What this task involves: Below are some records. Copy every line in them that holds "PartialEq".
○ ○ ○ ○ ○ ○ ○
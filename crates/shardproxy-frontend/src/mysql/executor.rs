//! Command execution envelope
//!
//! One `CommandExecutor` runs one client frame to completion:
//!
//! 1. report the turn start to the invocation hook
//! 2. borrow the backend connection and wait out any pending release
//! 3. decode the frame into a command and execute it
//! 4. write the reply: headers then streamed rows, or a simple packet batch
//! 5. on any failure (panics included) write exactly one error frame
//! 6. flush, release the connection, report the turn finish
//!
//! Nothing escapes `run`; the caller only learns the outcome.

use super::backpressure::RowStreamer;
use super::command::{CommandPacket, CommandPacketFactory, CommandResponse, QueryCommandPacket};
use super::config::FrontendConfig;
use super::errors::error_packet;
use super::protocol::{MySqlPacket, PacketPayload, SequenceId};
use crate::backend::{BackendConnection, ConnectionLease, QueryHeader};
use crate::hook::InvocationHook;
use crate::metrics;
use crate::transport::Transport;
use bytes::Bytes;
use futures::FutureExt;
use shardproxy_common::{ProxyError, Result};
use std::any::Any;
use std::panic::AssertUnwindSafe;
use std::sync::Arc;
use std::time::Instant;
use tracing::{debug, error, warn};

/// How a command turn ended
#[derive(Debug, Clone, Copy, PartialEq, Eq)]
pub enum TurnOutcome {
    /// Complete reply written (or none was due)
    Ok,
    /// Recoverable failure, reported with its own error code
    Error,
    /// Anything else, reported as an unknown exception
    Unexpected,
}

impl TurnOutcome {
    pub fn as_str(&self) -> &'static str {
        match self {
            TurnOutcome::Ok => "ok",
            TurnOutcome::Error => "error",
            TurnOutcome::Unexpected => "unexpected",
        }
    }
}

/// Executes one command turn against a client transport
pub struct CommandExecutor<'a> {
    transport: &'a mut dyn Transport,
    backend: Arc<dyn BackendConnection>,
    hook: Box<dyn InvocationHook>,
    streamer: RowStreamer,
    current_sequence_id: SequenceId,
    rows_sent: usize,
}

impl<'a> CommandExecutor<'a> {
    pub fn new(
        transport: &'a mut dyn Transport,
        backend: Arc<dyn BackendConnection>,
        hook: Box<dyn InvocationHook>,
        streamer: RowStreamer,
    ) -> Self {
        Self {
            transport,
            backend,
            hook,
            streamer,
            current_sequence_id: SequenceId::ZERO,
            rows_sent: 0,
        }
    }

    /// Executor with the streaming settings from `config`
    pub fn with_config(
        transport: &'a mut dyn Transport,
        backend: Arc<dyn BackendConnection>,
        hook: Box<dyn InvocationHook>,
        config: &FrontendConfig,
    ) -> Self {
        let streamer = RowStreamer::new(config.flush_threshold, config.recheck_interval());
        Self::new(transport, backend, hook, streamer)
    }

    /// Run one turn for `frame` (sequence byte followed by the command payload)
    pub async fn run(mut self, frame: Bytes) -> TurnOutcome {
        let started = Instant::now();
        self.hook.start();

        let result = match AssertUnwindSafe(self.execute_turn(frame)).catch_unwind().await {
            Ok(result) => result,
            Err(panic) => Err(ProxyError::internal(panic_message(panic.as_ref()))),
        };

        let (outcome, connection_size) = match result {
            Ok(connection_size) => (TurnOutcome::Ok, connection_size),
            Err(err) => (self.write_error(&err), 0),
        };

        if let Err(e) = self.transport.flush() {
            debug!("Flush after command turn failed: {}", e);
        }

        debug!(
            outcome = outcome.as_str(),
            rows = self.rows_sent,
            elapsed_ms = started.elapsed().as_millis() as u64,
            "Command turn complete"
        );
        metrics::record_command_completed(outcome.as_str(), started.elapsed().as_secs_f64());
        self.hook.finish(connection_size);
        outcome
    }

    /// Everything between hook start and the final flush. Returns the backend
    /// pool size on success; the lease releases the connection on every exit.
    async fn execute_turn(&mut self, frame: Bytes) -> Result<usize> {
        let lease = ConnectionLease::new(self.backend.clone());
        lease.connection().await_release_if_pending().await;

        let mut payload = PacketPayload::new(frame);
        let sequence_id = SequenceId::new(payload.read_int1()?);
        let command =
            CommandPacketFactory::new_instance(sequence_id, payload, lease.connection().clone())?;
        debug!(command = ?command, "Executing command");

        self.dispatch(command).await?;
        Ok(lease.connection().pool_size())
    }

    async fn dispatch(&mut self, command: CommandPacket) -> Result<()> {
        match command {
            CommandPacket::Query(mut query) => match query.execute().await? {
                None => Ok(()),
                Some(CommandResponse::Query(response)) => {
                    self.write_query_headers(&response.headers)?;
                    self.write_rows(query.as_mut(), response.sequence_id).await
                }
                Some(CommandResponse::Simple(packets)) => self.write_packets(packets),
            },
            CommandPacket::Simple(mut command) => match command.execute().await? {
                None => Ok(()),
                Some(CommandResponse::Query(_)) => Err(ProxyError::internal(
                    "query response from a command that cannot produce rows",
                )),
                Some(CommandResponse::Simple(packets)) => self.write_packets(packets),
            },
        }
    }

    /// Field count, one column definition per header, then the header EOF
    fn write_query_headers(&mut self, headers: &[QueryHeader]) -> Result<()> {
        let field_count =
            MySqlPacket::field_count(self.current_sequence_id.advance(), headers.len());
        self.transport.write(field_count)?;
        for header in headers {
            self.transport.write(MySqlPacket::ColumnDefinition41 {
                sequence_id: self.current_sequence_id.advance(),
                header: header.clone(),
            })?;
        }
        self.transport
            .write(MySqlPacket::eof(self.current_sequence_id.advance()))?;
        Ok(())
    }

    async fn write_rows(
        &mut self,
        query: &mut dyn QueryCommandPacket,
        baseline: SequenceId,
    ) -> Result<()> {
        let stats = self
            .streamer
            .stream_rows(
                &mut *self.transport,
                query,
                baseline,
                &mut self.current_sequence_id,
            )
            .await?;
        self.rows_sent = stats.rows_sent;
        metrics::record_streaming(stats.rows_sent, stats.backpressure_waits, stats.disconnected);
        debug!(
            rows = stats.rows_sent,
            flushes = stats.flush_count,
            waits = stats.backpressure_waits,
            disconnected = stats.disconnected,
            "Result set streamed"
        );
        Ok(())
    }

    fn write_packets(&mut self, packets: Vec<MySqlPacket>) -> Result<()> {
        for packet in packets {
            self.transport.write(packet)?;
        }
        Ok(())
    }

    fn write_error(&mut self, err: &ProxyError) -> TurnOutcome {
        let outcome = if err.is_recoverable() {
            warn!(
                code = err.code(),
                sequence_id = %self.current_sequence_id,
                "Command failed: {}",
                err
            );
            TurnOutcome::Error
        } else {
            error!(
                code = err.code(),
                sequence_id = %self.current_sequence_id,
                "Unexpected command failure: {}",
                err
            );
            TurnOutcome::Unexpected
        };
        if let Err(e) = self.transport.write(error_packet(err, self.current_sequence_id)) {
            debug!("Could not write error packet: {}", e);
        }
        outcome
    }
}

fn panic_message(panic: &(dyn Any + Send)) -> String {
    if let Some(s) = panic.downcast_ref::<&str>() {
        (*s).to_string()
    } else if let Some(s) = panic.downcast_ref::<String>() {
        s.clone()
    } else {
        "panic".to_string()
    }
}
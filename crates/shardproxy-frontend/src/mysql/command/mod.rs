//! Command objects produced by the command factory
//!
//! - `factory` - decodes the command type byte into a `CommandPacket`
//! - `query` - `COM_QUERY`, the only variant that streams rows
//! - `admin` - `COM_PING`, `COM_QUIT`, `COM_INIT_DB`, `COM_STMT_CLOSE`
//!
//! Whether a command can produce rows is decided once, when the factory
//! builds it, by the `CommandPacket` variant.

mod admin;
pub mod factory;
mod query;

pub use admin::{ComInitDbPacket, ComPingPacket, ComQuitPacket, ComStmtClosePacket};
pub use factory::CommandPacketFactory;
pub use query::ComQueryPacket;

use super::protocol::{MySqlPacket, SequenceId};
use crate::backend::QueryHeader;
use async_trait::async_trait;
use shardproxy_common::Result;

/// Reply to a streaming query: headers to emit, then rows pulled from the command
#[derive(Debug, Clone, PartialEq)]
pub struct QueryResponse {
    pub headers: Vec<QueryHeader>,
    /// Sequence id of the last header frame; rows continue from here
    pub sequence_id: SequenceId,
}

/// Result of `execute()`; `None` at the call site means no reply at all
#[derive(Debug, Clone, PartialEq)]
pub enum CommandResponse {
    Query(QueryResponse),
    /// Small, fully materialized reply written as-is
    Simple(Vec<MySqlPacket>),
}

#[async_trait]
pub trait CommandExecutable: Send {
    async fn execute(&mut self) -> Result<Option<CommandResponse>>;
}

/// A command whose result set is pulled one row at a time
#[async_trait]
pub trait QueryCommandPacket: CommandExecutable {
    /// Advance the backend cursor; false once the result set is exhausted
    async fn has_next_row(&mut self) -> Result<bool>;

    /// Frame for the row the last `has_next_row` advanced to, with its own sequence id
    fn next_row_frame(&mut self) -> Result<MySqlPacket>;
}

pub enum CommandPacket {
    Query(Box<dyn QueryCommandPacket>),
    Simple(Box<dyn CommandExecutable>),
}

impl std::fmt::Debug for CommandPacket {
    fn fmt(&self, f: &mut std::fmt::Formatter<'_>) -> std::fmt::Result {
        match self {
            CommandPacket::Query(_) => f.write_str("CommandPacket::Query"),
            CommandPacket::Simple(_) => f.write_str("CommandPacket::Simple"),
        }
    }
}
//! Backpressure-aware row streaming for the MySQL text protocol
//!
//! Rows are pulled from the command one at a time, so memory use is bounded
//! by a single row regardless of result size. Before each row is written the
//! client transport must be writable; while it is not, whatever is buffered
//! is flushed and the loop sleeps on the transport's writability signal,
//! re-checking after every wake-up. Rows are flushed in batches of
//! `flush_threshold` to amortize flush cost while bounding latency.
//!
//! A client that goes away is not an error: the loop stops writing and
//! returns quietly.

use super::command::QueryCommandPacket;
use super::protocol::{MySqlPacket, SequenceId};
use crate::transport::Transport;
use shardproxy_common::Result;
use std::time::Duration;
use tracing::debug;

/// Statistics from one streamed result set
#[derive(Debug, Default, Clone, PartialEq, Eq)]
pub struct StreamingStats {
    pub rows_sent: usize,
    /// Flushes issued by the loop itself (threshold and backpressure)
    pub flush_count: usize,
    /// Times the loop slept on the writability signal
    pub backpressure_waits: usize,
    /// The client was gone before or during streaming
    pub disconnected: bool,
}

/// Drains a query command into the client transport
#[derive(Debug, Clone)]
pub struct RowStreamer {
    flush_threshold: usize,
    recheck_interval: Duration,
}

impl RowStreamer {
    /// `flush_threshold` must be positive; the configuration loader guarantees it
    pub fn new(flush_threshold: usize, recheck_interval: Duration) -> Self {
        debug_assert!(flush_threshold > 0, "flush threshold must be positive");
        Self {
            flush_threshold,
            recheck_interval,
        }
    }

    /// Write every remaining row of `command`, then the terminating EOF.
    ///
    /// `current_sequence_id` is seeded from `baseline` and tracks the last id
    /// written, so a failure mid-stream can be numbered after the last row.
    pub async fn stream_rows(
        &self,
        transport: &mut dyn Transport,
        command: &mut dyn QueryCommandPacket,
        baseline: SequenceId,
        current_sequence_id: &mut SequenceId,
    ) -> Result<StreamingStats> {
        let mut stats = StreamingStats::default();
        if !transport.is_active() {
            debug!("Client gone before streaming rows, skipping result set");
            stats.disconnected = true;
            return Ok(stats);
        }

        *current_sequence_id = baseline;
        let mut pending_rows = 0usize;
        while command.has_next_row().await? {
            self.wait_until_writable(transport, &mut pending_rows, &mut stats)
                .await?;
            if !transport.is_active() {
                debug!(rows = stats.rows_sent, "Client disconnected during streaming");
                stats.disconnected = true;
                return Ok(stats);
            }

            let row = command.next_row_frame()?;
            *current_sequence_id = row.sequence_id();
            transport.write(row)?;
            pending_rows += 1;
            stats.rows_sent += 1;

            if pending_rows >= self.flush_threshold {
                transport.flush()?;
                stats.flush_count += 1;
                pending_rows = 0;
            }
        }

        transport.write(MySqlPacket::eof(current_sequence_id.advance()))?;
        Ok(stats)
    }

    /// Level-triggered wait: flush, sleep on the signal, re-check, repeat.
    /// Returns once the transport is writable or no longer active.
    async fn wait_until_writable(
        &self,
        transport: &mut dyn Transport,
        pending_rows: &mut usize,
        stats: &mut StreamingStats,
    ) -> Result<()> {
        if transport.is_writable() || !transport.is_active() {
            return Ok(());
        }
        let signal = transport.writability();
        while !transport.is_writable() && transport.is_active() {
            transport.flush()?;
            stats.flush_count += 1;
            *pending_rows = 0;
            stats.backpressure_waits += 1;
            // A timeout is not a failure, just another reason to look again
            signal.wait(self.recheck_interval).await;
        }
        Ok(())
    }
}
○ ○ ○ ○ ○ ○ ○
Output of the exercise:
#[derive(Debug, Clone, Copy, PartialEq, Eq)]
#[derive(Debug, Clone, PartialEq)]
#[derive(Debug, Clone, PartialEq)]
#[derive(Debug, Default, Clone, PartialEq, Eq)]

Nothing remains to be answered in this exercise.